### WORK TO COMPLETE
Take every line containing "Column" from the material and copy it.

=== Begin Enclosure ===

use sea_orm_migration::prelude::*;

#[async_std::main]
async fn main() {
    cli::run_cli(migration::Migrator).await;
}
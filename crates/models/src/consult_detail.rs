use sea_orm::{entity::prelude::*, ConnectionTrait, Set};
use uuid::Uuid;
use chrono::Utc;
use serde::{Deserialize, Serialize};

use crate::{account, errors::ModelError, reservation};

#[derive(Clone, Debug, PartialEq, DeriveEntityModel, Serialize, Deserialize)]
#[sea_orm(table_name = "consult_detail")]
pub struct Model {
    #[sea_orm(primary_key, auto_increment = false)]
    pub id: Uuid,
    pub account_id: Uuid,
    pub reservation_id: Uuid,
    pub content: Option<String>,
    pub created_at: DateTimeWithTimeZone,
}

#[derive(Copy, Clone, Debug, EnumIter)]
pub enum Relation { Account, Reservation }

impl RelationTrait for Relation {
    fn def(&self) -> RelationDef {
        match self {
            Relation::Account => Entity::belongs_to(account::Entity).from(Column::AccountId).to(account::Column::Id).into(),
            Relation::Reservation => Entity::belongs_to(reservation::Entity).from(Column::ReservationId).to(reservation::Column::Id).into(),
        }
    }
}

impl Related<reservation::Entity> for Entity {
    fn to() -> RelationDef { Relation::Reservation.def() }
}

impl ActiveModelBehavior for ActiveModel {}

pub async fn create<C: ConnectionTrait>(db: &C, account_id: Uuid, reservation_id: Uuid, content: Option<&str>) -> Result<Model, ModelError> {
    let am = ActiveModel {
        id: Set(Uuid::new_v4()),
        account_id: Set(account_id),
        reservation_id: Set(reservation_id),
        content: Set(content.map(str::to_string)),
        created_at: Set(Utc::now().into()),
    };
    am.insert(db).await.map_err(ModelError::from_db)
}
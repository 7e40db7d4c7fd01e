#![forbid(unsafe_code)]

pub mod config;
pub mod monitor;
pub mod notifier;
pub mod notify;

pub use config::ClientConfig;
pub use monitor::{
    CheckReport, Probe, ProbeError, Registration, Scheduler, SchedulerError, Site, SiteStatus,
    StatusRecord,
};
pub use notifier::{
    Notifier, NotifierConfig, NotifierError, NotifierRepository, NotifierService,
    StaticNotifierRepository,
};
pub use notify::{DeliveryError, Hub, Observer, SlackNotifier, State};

=== End Enclosure ===
=== Begin Enclosure ===

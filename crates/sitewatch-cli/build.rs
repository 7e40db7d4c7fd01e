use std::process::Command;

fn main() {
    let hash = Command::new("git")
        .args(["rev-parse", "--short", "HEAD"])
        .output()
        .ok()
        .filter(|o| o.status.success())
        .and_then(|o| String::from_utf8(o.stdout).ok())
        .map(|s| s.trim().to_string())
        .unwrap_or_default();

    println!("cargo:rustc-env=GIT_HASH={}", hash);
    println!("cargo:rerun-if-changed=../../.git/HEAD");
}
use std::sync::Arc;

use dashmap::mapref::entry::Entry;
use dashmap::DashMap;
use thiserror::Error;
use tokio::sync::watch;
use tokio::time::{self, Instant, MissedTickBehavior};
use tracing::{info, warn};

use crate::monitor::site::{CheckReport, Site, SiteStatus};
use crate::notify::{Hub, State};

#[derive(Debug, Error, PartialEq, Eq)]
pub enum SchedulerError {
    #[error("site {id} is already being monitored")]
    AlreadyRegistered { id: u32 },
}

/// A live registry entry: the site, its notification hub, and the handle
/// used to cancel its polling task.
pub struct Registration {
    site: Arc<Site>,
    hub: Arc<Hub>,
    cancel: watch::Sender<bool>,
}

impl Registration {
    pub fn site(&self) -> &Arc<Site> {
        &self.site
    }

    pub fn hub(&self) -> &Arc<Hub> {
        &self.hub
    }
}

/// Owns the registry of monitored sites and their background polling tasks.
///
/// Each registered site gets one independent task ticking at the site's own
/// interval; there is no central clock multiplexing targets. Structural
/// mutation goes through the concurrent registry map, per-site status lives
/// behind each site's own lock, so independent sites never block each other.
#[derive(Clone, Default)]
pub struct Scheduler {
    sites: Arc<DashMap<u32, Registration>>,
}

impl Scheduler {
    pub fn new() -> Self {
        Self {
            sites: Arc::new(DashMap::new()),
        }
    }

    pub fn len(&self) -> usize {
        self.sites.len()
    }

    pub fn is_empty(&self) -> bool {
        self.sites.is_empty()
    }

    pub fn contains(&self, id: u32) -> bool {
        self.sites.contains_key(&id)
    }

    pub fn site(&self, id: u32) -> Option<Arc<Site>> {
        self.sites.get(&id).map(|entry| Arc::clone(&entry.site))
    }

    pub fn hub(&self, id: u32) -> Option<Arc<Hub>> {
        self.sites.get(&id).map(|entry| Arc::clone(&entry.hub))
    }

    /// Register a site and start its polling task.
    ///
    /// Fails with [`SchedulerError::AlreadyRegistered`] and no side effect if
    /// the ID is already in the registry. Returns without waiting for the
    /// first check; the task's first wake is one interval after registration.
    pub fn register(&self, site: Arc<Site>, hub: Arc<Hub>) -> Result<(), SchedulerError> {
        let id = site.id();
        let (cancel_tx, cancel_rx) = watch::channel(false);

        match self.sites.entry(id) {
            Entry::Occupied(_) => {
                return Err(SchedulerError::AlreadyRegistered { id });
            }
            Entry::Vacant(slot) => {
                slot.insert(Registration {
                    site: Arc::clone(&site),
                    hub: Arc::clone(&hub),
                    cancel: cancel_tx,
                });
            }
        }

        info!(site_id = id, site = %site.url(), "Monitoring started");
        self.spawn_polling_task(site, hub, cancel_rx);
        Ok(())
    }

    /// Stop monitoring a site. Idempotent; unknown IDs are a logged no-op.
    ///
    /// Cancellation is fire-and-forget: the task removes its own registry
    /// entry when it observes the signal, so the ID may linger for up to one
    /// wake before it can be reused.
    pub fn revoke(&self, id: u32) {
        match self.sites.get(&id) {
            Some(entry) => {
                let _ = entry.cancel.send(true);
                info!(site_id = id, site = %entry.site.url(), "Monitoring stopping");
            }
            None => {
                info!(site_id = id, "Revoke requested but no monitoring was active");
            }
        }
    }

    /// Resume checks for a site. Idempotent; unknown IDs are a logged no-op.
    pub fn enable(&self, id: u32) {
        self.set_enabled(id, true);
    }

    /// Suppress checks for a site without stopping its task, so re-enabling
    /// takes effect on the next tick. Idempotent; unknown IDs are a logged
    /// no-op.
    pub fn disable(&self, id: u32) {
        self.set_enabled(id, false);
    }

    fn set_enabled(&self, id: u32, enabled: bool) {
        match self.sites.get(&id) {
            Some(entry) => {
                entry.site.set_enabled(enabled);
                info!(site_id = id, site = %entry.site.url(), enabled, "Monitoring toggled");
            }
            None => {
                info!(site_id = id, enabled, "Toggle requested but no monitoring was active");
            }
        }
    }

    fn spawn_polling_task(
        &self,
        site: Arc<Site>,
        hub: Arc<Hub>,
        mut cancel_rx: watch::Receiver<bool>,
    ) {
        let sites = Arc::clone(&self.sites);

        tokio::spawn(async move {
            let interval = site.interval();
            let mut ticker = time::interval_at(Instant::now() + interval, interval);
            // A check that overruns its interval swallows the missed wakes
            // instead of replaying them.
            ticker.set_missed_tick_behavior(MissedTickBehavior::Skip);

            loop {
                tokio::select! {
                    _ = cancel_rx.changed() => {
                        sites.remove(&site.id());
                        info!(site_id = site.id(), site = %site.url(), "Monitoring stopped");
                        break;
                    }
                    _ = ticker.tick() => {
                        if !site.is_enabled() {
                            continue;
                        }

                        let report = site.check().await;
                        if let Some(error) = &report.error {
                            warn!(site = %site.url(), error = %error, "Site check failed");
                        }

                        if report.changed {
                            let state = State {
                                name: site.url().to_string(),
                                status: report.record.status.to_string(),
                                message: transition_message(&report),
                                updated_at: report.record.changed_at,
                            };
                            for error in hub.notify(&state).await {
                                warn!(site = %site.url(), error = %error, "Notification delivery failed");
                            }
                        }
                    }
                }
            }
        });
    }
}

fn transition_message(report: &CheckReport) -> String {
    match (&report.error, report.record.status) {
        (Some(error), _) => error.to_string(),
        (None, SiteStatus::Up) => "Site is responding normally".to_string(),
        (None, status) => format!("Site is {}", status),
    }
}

=== End Enclosure ===
=== Begin Enclosure ===

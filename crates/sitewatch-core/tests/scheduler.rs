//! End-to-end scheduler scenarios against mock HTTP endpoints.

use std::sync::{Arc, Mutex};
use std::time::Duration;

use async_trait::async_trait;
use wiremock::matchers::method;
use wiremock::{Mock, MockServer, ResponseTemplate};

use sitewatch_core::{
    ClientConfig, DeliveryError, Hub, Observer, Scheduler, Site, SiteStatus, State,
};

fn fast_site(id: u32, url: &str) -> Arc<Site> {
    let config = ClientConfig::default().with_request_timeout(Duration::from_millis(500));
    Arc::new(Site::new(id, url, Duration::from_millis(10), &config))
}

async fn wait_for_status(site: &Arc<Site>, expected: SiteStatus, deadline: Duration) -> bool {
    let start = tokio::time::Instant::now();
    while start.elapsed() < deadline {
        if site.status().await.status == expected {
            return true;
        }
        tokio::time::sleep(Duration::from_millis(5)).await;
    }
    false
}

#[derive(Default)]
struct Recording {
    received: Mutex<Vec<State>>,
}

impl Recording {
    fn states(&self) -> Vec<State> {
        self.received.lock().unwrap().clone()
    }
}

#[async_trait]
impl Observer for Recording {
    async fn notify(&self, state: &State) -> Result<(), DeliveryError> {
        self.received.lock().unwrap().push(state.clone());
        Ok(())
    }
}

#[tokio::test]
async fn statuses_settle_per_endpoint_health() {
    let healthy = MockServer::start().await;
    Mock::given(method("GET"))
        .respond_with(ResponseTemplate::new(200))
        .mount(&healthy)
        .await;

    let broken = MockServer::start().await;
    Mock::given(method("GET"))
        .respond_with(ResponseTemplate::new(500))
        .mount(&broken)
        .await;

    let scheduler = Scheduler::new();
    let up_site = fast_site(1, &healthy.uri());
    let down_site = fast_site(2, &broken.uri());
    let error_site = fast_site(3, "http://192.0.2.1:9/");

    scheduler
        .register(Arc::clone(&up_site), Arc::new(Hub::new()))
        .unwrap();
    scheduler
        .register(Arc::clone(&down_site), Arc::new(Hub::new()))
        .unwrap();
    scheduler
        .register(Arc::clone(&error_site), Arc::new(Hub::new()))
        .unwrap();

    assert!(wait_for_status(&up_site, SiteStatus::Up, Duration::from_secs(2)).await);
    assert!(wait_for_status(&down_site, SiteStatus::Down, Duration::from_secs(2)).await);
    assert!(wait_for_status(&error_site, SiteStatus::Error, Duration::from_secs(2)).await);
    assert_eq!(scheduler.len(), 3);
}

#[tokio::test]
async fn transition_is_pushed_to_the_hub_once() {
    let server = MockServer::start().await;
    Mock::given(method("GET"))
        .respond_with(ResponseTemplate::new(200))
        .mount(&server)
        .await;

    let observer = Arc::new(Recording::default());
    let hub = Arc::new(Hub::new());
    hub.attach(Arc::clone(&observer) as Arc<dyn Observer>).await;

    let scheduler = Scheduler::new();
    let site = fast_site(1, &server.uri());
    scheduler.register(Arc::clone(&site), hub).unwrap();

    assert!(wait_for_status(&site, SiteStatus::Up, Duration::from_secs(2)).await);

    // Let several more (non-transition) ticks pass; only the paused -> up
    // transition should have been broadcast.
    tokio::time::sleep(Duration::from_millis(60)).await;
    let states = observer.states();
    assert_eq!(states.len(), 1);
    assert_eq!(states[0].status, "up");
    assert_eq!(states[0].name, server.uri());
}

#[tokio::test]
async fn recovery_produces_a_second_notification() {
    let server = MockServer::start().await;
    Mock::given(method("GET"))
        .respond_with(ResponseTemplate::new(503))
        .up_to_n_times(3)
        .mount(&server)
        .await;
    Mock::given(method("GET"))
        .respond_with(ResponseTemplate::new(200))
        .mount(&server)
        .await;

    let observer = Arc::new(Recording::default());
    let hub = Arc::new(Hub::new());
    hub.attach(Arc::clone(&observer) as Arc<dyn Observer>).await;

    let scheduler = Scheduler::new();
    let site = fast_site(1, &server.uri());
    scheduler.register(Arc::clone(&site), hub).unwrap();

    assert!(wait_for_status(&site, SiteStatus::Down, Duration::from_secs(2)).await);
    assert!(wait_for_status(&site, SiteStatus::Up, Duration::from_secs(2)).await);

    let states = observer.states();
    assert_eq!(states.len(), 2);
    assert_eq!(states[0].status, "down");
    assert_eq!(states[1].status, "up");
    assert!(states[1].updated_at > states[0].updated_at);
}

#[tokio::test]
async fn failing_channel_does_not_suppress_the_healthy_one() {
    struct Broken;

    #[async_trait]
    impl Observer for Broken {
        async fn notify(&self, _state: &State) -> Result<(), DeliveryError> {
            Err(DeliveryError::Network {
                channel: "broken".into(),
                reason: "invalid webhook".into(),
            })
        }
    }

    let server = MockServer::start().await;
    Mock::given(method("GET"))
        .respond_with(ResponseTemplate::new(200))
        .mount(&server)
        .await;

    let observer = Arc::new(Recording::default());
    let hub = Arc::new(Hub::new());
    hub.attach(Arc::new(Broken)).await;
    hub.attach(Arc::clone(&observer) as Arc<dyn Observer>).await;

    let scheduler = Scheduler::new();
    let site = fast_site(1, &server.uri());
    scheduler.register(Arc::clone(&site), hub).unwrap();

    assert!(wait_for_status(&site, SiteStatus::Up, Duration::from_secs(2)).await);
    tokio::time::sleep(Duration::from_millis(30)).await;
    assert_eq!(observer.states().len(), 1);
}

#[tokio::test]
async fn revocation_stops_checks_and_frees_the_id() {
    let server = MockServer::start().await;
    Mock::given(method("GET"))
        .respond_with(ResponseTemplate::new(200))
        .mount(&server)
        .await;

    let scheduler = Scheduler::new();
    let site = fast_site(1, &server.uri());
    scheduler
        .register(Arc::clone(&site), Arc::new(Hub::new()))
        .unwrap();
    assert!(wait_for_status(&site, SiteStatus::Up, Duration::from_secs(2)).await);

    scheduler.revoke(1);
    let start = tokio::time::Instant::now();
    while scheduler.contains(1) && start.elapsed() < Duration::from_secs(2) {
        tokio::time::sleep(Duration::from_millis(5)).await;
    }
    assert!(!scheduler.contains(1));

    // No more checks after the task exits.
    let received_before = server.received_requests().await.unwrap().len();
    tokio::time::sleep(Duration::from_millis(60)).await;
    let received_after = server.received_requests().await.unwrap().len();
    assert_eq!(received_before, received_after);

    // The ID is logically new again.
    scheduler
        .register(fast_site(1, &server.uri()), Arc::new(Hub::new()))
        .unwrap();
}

=== End Enclosure ===

### RESULT
            Relation::Account => Entity::belongs_to(account::Entity).from(Column::AccountId).to(account::Column::Id).into(),
            Relation::Reservation => Entity::belongs_to(reservation::Entity).from(Column::ReservationId).to(reservation::Column::Id).into(),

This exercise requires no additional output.